After everything they went through to get through a compressed 2020 season, the first such season to be undertaken by a major North American professional sports league during the pandemic, the Nationals left West Palm Beach on March 29 and came north to Washington as optimistic as they could possibly be about the upcoming 2021 season.
Then they learned four players on the team's charter flight home had tested positive for COVID-19. And with seven other players and two staff members deemed close contacts of the original four, the Nats' season-opening series against the Mets was postponed before it ever began.

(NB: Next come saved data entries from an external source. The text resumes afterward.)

//! Checkout Hooks
//!
//! Loading, success and error callbacks. The defaults reproduce the stock
//! behavior: a "Processing..." button while waiting, a log line on success,
//! and an alert plus button reset on failure.

use crate::checkout::CheckoutSession;
use crate::error::CheckoutError;
use crate::page::Page;
use crate::plan::{BillingCycle, PlanType};

/// Label shown on the triggering button while the request is in flight
pub const LOADING_LABEL: &str = "Processing...";

/// Label restored after an error when the original label is unknown
pub const RETRY_LABEL: &str = "Try Again";

/// The button that started a checkout
pub trait ButtonControl {
    fn text(&self) -> String;

    fn set_text(&self, text: &str);

    fn set_disabled(&self, disabled: bool);

    /// Label saved by [`show_loading`]
    fn original_text(&self) -> Option<String>;

    fn remember_text(&self, text: &str);
}

/// Put a button into its loading state
pub fn show_loading(button: &dyn ButtonControl) {
    button.remember_text(&button.text());
    button.set_text(LOADING_LABEL);
    button.set_disabled(true);
}

/// Restore a button's saved label, or `fallback` if none was saved
pub fn restore_button(button: &dyn ButtonControl, fallback: &str) {
    let text = button.original_text().unwrap_or_else(|| fallback.to_string());
    button.set_text(&text);
    button.set_disabled(false);
}

/// Alert text for a failed checkout
pub fn error_alert_message(error: &CheckoutError) -> String {
    format!(
        "Payment error: {}\n\nPlease try again or contact support if the problem persists.",
        error.user_message()
    )
}

/// Callbacks around a checkout attempt
pub trait CheckoutHooks {
    fn on_loading(&self, loading: bool, button: Option<&dyn ButtonControl>) {
        let Some(button) = button else { return };
        if loading {
            show_loading(button);
        } else {
            let current = button.text();
            restore_button(button, &current);
        }
    }

    fn on_success(&self, session: &CheckoutSession, plan: PlanType, cycle: BillingCycle) {
        tracing::info!(
            plan = %plan,
            cycle = %cycle,
            session_id = ?session.session_id,
            "Payment session created"
        );
    }

    fn on_error(&self, page: &dyn Page, error: &CheckoutError, button: Option<&dyn ButtonControl>) {
        page.alert(&error_alert_message(error));
        if let Some(button) = button {
            restore_button(button, RETRY_LABEL);
        }
    }
}

/// Stock hooks
#[derive(Clone, Copy, Debug, Default)]
pub struct DefaultHooks;

impl CheckoutHooks for DefaultHooks {}

#[cfg(test)]
pub(crate) mod test_support {
    use std::cell::RefCell;

    use super::ButtonControl;

    /// In-memory button
    #[derive(Debug, Default)]
    pub struct MemoryButton {
        pub text: RefCell<String>,
        pub disabled: RefCell<bool>,
        pub original: RefCell<Option<String>>,
    }

    impl MemoryButton {
        pub fn labelled(text: &str) -> Self {
            Self {
                text: RefCell::new(text.to_string()),
                ..Default::default()
            }
        }

        pub fn label(&self) -> String {
            self.text.borrow().clone()
        }

        pub fn is_disabled(&self) -> bool {
            *self.disabled.borrow()
        }
    }

    impl ButtonControl for MemoryButton {
        fn text(&self) -> String {
            self.text.borrow().clone()
        }

        fn set_text(&self, text: &str) {
            *self.text.borrow_mut() = text.to_string();
        }

        fn set_disabled(&self, disabled: bool) {
            *self.disabled.borrow_mut() = disabled;
        }

        fn original_text(&self) -> Option<String> {
            self.original.borrow().clone()
        }

        fn remember_text(&self, text: &str) {
            *self.original.borrow_mut() = Some(text.to_string());
        }
    }
}

#[cfg(test)]
mod tests {
    use super::test_support::MemoryButton;
    use super::*;

    #[test]
    fn test_loading_round_trip() {
        let button = MemoryButton::labelled("Upgrade to Pro");
        let hooks = DefaultHooks;

        hooks.on_loading(true, Some(&button));
        assert_eq!(button.label(), LOADING_LABEL);
        assert!(button.is_disabled());

        hooks.on_loading(false, Some(&button));
        assert_eq!(button.label(), "Upgrade to Pro");
        assert!(!button.is_disabled());
    }

    #[test]
    fn test_restore_without_saved_label() {
        let button = MemoryButton::labelled("Processing...");
        *button.disabled.borrow_mut() = true;

        restore_button(&button, RETRY_LABEL);
        assert_eq!(button.label(), RETRY_LABEL);
        assert!(!button.is_disabled());
    }

    #[test]
    fn test_error_alert_message() {
        assert_eq!(
            error_alert_message(&CheckoutError::MissingCheckoutUrl),
            "Payment error: No checkout URL received from server\n\n\
             Please try again or contact support if the problem persists."
        );
    }

    #[test]
    fn test_hooks_without_button() {
        DefaultHooks.on_loading(true, None);
        DefaultHooks.on_loading(false, None);
    }
}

Just like that, COVID-19 was back in the picture, an unyielding disruptor to any hopes of a normal baseball season.
"Everybody across the game, we had seen so few positive cases across spring training as a whole," staff ace Max Scherzer said March 31 when the news first broke. "It just shows you how quickly that can turn. It can turn on a dime. We have to face it, and we have to overcome it."
The Nationals' 2021 season wouldn't have been saved if the coronavirus never impacted a player or a game. The team was too flawed in other ways to blame their struggles on the pandemic. But it sure did throw some unwelcome wrenches into the plan, more than once and nearly always in dramatic fashion.

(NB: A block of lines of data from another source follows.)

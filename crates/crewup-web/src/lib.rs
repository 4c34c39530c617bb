//! CrewUp Page Scripts
//!
//! WASM module loaded by the server-rendered templates. On start it binds to
//! whatever is already on the page:
//!
//! - the campaign list's search box and category dropdown,
//! - the pricing page's billing toggle,
//! - plan checkout and contact-sales buttons.
//!
//! Nothing is rendered here; the markup belongs to the templates.

mod checkout;
mod dom;
mod filter;
mod pricing;

pub use checkout::CrewUpCheckout;

use std::rc::Rc;

use wasm_bindgen::prelude::*;

/// WASM entry point
#[wasm_bindgen(start)]
pub fn main() -> Result<(), JsValue> {
    console_error_panic_hook::set_once();
    tracing_wasm::set_as_global_default();

    let Some(document) = web_sys::window().and_then(|window| window.document()) else {
        return Ok(());
    };

    filter::bind_campaign_filter(&document)?;
    pricing::bind_pricing_display(
        &document,
        pricing::DEFAULT_TOGGLE_ID,
        pricing::DEFAULT_PRICE_SELECTOR,
    )?;

    let initiator = Rc::new(checkout::build_initiator(checkout::config_from_page(&document))?);
    let buttons = checkout::bind_checkout_buttons(&document, &initiator)?;

    tracing::info!(checkout_buttons = buttons, "Page scripts initialized");
    Ok(())
}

It began with the initial, end-of-spring outbreak. Even with opening day pushed back five days to ensure everyone would be reasonably safe, the 26-man roster manager Davey Martinez fielded for Game 1 was missing a host of prominent names: Josh Bell, Kyle Schwarber, Josh Harrison, Yan Gomes, Alex Avila, Patrick Corbin, Jon Lester, Brad Hand, Jordy Mercer.

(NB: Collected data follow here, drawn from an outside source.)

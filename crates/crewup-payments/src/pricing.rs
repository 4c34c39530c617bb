//! Pricing Display
//!
//! Switches the figures on the pricing page between monthly and yearly
//! billing. All amounts are whole dollars; no floating point.

use crate::plan::BillingCycle;

/// Discount applied to twelve months when billed yearly
pub const YEARLY_DISCOUNT_PERCENT: u64 = 50;

/// Displayed values that are not amounts and are never rewritten
pub const NON_NUMERIC_LABELS: [&str; 2] = ["Free", "Custom Pricing"];

/// Twelve months with the yearly discount applied
const YEARLY_MULTIPLIER: u64 = 12 * (100 - YEARLY_DISCOUNT_PERCENT) / 100;

/// Yearly price for a monthly price, rounded down
pub const fn yearly_price(monthly: u64) -> u64 {
    monthly.saturating_mul(YEARLY_MULTIPLIER)
}

/// A price as displayed on the page
#[derive(Clone, Debug, PartialEq, Eq)]
pub enum DisplayedPrice {
    /// A whole-dollar amount such as `$99`
    Amount(u64),

    /// Text left as-is: `Free`, `Custom Pricing`, or anything unparseable
    Label(String),
}

impl DisplayedPrice {
    pub fn parse(text: &str) -> Self {
        let text = text.trim();
        if NON_NUMERIC_LABELS.contains(&text) {
            return Self::Label(text.to_string());
        }

        let stripped = text.replacen('$', "", 1);
        let stripped = stripped.trim_start();
        let digits_end = stripped
            .find(|c: char| !c.is_ascii_digit())
            .unwrap_or(stripped.len());

        stripped[..digits_end]
            .parse()
            .map_or_else(|_| Self::Label(text.to_string()), Self::Amount)
    }
}

/// Text to show for a price element, `None` to leave it untouched.
///
/// `base_text` is the element's monthly text as rendered by the template.
pub fn display_price(base_text: &str, cycle: BillingCycle) -> Option<String> {
    match DisplayedPrice::parse(base_text) {
        DisplayedPrice::Label(_) => None,
        DisplayedPrice::Amount(_) if cycle == BillingCycle::Monthly => {
            Some(base_text.trim().to_string())
        }
        DisplayedPrice::Amount(monthly) => Some(format!("${}", yearly_price(monthly))),
    }
}

/// A price element on the page
pub trait PriceLabel {
    fn text(&self) -> String;

    fn set_text(&mut self, text: &str);

    /// Monthly text saved on the element by an earlier capture
    fn stored_base(&self) -> Option<String> {
        None
    }

    fn store_base(&mut self, _text: &str) {}
}

/// The element's monthly text, saving it on first sight
fn base_text<P: PriceLabel>(price: &mut P) -> String {
    if let Some(base) = price.stored_base() {
        return base;
    }
    let text = price.text();
    price.store_base(&text);
    text
}

impl PriceLabel for String {
    fn text(&self) -> String {
        self.clone()
    }

    fn set_text(&mut self, text: &str) {
        text.clone_into(self);
    }
}

/// Keeps each price element's monthly figure so the toggle can go back and
/// forth without compounding the discount.
///
/// Elements that can store their base text keep it across captures, so a
/// second display bound to the same page still sees the monthly figures.
#[derive(Clone, Debug, Default)]
pub struct PricingDisplay {
    base_texts: Vec<String>,
}

impl PricingDisplay {
    /// Remember the monthly text of every element
    pub fn capture<P: PriceLabel>(prices: &mut [P]) -> Self {
        Self {
            base_texts: prices.iter_mut().map(base_text).collect(),
        }
    }

    /// Rewrite every element for `cycle`; returns how many were changed.
    ///
    /// Elements beyond the captured set are captured on first sight.
    pub fn update<P: PriceLabel>(&mut self, prices: &mut [P], cycle: BillingCycle) -> usize {
        let mut updated = 0;

        for (index, price) in prices.iter_mut().enumerate() {
            if index >= self.base_texts.len() {
                self.base_texts.push(base_text(price));
            }

            if let Some(text) = display_price(&self.base_texts[index], cycle) {
                price.set_text(&text);
                updated += 1;
            }
        }

        tracing::debug!(cycle = %cycle, updated, "Updated pricing display");
        updated
    }
}

#[cfg(test)]
mod tests {
    use super::*;

    #[test]
    fn test_yearly_price() {
        assert_eq!(yearly_price(99), 594);
        assert_eq!(yearly_price(0), 0);
        assert_eq!(yearly_price(u64::MAX / 6), u64::MAX / 6 * 6);
        assert_eq!(yearly_price(u64::MAX / 6 + 1), u64::MAX);
        assert_eq!(yearly_price(u64::MAX), u64::MAX);
    }

    #[test]
    fn test_parse() {
        assert_eq!(DisplayedPrice::parse("$99"), DisplayedPrice::Amount(99));
        assert_eq!(DisplayedPrice::parse("  $49/mo "), DisplayedPrice::Amount(49));
        assert_eq!(DisplayedPrice::parse("15"), DisplayedPrice::Amount(15));
        assert_eq!(DisplayedPrice::parse(" Free "), DisplayedPrice::Label("Free".into()));
        assert_eq!(
            DisplayedPrice::parse("Custom Pricing"),
            DisplayedPrice::Label("Custom Pricing".into())
        );
        assert_eq!(DisplayedPrice::parse("TBD"), DisplayedPrice::Label("TBD".into()));
    }

    #[test]
    fn test_display_price() {
        assert_eq!(display_price("$99", BillingCycle::Yearly), Some("$594".into()));
        assert_eq!(display_price("$99", BillingCycle::Monthly), Some("$99".into()));
        assert_eq!(display_price("Free", BillingCycle::Yearly), None);
        assert_eq!(display_price("Custom Pricing", BillingCycle::Yearly), None);
    }

    #[test]
    fn test_toggle_back_and_forth() {
        let mut prices = vec!["$99".to_string(), "Free".to_string(), "$20".to_string()];
        let mut display = PricingDisplay::capture(&mut prices);

        assert_eq!(display.update(&mut prices, BillingCycle::Yearly), 2);
        assert_eq!(prices, vec!["$594", "Free", "$120"]);

        // Toggling again must not discount the discounted figure
        display.update(&mut prices, BillingCycle::Yearly);
        assert_eq!(prices, vec!["$594", "Free", "$120"]);

        display.update(&mut prices, BillingCycle::Monthly);
        assert_eq!(prices, vec!["$99", "Free", "$20"]);
    }

    #[test]
    fn test_late_elements_are_captured() {
        let mut display = PricingDisplay::default();
        let mut prices = vec!["$10".to_string()];
        display.update(&mut prices, BillingCycle::Yearly);
        assert_eq!(prices, vec!["$60"]);
    }

    /// Price that keeps its base text the way a DOM element does
    struct TaggedPrice {
        text: String,
        base: Option<String>,
    }

    impl TaggedPrice {
        fn new(text: &str) -> Self {
            Self { text: text.into(), base: None }
        }
    }

    impl PriceLabel for TaggedPrice {
        fn text(&self) -> String {
            self.text.clone()
        }

        fn set_text(&mut self, text: &str) {
            text.clone_into(&mut self.text);
        }

        fn stored_base(&self) -> Option<String> {
            self.base.clone()
        }

        fn store_base(&mut self, text: &str) {
            self.base = Some(text.to_string());
        }
    }

    fn texts(prices: &[TaggedPrice]) -> Vec<String> {
        prices.iter().map(PriceLabel::text).collect()
    }

    #[test]
    fn test_second_capture_keeps_monthly_base() {
        let mut prices = vec![TaggedPrice::new("$99"), TaggedPrice::new("Free")];
        let mut first = PricingDisplay::capture(&mut prices);
        first.update(&mut prices, BillingCycle::Yearly);
        assert_eq!(texts(&prices), vec!["$594", "Free"]);

        // Bound again while the page shows yearly figures
        let mut second = PricingDisplay::capture(&mut prices);
        second.update(&mut prices, BillingCycle::Yearly);
        assert_eq!(texts(&prices), vec!["$594", "Free"]);

        second.update(&mut prices, BillingCycle::Monthly);
        assert_eq!(texts(&prices), vec!["$99", "Free"]);
        first.update(&mut prices, BillingCycle::Monthly);
        assert_eq!(texts(&prices), vec!["$99", "Free"]);
    }
}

Martinez's first lineup of the season would feature Hernán Pérez at second base, Andrew Stevenson in left field, Ryan Zimmerman batting cleanup and Jonathan Lucroy behind the plate without having appeared in any exhibition games for the club, not to mention Cody Wilson (a 24-year-old outfielder with zero experience beyond Single-A) on the bench.
"This is who we are," the manager would say heading into the game.
Turns out the depleted Nats still found a way to defeat the eventual World Series champion Braves 6-5 with a rousing comeback, capped by Juan Soto's walk-off single off Will Smith in the bottom of the ninth.
But the early season losses of Bell, Schwarber, Corbin and Lester in particular had lasting effects. Even after getting cleared to rejoin the club, all four struggled at the outset and needed considerable time to find their form, if they did at all.
And the April outbreak wouldn't be the Nationals' last.
They lost Erick Fedde and Tanner Rainey to the COVID-19 IL in May after Fedde (who was vaccinated) tested positive and Rainey (who was not) was deemed a close contact. That disrupted perhaps the best sustained run of Fedde's pitching career, one he never recaptured.
And then, just as the entire season was dangling by a thread in the final days leading up to the July 30 trade deadline, it happened again. In the top of the first inning July 27 in Philadelphia, Trea Turner singled, advanced to third on Soto's base hit to right, then waltzed home on Bell's towering three-run homer. And upon arriving in the dugout, Turner was greeted not with high-fives and hugs, but with news the club had just been informed his most recent COVID-19 test came back positive.
Less than 24 hours later, the following night's game was postponed after it was learned three more players, plus eight staff members, also had tested positive.
Turner would never play another game in a Nationals uniform, traded with Scherzer to the Dodgers while still in quarantine. Martinez would spend the next week-plus trying to navigate through a massive roster overhaul with a slapped-together coaching staff including whatever healthy bodies were available to him at the time. (That briefly included an injured Schwarber and then Mercer serving as the de facto bench coach.)
"We all know what's going on," Martinez said at the time. "We all know the possibilities that could happen."
They might've known it was possible. But that didn't make the reality of the situation any easier to swallow.